In Daniel Johah Goldhagen’s book, Hitler’s Willing Executioners, he writes:
“One leading Protestant churchman, Bishop Martin Sasse published a compendium of Martin Luther’s antisemitic vitriol shortly after Kristallnacht’s orgy of anti-Jewish violence. In the foreword to the volume, he applauded the burning of the synagogues and the coincidence of the day: ‘On November 10, 1938, on Luther’s birthday, the synagogues are burning in Germany.’ The German people, he urged, ought to heed these words ‘of the greatest antisemite of his time, the warner of his people against the Jews.’”
In brief, dear princes and lords, those of you who have Jews under your rule— if my counsel does not please your, find better advice, so that you and we all can be rid of the unbearable, devilish burden of the Jews, lest we become guilty sharers before God in the lies, blasphemy, the defamation, and the curses which the mad Jews indulge in so freely and wantonly against the person of our Lord Jesus Christ, this dear mother, all Christians, all authority, and ourselves. Do not grant them protection, safe-conduct, or communion with us. . . . With this faithful counsel and warning I wish to cleanse and exonerate my conscience.
-Martin Luther (On the Jews and Their Lies)

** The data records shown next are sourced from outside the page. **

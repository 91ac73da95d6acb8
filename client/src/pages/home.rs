//! Index page linking to each explainer.

use content::ExplainerKind;
use content::catalog::Surface;
use leptos::prelude::*;

#[component]
pub fn HomePage() -> impl IntoView {
    let cards = ExplainerKind::ALL
        .iter()
        .map(|kind| {
            let hint = match kind.surface() {
                Surface::Nodes => "Click the components of the diagram.",
                Surface::Views => "Switch between views of the cycle.",
            };
            view! {
                <li class="home__item">
                    <a class="home__link" href=format!("/{}", kind.slug())>
                        <span class="home__title">{kind.title()}</span>
                        <span class="home__hint">{hint}</span>
                    </a>
                </li>
            }
        })
        .collect::<Vec<_>>();

    view! {
        <div class="home">
            <h1 class="home__heading">"Architecture Explainers"</h1>
            <ul class="home__list">{cards}</ul>
        </div>
    }
}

As Shakespeare, another child of that era, would remind us:
Shylock: I am a Jew. Hath not a Jew eyes? hath not a Jew hands, organs, dimensions, senses, affections, passions? fed with the same food, hurt with the same weapons, subject to the same diseases, healed by the same means, warmed and cooled by the same winter and summer, as a Christian is? If you prick us, do we not bleed? if you tickle us, do we not laugh? if you poison us, do we not die?